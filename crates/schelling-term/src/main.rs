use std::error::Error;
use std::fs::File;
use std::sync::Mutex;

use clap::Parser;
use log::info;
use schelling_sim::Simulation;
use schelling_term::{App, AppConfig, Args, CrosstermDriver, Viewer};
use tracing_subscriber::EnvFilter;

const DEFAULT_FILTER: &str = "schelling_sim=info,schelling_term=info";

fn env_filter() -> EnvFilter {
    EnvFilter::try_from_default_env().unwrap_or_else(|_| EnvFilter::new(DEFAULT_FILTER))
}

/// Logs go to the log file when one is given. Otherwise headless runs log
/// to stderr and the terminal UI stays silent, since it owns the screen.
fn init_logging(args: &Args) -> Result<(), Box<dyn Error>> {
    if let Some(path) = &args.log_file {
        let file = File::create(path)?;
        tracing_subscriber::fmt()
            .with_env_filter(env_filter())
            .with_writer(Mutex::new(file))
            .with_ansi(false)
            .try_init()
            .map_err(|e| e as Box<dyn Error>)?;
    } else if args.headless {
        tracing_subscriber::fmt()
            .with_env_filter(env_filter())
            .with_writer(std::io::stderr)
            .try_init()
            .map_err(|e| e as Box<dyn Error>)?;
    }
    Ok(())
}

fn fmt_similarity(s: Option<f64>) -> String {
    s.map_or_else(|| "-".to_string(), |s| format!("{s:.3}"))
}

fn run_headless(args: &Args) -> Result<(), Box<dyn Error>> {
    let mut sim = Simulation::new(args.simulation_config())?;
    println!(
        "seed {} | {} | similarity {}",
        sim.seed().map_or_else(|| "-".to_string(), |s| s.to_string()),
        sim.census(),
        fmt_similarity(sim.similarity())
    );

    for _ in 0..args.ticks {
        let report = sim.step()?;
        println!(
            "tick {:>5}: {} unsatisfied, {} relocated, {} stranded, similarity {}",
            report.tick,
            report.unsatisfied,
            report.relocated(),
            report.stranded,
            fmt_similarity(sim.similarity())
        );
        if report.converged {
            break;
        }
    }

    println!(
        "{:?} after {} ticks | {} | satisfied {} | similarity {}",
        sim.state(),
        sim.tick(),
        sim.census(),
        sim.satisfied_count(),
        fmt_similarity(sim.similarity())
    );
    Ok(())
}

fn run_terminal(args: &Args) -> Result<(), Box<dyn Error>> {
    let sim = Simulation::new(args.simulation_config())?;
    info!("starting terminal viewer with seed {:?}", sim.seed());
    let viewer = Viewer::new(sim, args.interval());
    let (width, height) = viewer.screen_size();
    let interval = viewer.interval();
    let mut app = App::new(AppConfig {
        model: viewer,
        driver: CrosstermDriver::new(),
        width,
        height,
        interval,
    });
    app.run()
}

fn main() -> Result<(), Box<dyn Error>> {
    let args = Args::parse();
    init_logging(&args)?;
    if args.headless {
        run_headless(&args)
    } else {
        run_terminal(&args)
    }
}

...

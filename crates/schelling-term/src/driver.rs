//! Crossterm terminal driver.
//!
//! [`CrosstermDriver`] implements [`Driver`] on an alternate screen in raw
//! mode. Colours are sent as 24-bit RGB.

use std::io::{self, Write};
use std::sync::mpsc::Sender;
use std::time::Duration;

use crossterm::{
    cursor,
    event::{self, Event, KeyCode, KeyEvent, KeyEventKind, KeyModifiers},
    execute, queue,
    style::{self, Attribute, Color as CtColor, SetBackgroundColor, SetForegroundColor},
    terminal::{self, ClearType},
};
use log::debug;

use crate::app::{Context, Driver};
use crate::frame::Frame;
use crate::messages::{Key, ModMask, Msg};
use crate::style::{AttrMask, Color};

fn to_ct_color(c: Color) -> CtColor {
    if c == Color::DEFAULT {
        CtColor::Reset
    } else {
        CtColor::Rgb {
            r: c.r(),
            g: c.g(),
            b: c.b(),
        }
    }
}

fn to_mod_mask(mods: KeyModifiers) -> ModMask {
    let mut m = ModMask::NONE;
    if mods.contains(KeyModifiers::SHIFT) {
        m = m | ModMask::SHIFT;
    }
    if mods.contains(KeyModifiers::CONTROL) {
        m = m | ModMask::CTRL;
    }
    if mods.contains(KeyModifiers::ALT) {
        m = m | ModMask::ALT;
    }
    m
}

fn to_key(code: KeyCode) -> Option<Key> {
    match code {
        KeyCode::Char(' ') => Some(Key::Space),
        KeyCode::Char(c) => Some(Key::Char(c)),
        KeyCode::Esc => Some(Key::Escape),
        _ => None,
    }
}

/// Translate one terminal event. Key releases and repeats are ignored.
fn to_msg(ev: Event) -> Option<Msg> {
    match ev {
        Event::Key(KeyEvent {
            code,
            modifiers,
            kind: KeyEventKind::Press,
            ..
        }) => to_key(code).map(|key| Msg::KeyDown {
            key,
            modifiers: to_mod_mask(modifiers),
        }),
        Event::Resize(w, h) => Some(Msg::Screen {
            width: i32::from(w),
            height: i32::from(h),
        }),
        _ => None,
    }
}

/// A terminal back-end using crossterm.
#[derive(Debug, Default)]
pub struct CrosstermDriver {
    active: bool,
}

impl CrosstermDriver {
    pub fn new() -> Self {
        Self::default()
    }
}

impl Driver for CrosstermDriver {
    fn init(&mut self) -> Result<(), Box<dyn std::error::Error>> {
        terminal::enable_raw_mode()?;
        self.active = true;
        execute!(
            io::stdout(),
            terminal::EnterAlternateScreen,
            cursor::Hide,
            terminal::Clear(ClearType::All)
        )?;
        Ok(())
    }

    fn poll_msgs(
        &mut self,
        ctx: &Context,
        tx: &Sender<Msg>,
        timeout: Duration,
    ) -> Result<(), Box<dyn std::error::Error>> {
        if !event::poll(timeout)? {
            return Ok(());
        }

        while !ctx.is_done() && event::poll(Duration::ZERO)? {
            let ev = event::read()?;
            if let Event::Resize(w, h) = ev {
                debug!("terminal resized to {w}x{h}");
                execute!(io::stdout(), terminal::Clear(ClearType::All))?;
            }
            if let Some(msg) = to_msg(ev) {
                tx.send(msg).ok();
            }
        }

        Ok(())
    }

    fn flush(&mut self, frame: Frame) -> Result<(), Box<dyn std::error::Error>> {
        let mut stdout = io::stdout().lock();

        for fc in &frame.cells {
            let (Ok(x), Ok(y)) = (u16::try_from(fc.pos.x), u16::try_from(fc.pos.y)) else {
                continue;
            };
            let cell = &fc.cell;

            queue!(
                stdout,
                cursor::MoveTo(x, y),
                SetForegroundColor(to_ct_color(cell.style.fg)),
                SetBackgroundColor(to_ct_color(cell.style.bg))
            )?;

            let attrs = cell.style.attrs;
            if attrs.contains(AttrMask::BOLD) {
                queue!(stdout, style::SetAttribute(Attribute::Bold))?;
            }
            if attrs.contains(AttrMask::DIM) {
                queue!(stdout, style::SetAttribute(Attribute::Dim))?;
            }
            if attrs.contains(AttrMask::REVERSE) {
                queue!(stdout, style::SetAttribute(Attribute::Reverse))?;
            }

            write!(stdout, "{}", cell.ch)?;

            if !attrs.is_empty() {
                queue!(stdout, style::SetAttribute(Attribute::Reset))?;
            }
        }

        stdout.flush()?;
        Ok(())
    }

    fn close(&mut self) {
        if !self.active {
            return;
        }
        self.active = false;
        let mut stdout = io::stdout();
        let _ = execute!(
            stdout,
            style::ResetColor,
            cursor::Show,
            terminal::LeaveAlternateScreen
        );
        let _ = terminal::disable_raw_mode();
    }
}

- Task brief
All that belongs in the answer is the run of lines above from the line containing "filename crates/schelling-term/src/main.rs" through the line containing "let file = File::create(path)?;", exactly as written.

- Output for this exercise
filename crates/schelling-term/src/main.rs
use std::error::Error;
use std::fs::File;
use std::sync::Mutex;

use clap::Parser;
use log::info;
use schelling_sim::Simulation;
use schelling_term::{App, AppConfig, Args, CrosstermDriver, Viewer};
use tracing_subscriber::EnvFilter;

const DEFAULT_FILTER: &str = "schelling_sim=info,schelling_term=info";

fn env_filter() -> EnvFilter {
    EnvFilter::try_from_default_env().unwrap_or_else(|_| EnvFilter::new(DEFAULT_FILTER))
}

/// Logs go to the log file when one is given. Otherwise headless runs log
/// to stderr and the terminal UI stays silent, since it owns the screen.
fn init_logging(args: &Args) -> Result<(), Box<dyn Error>> {
    if let Some(path) = &args.log_file {
        let file = File::create(path)?;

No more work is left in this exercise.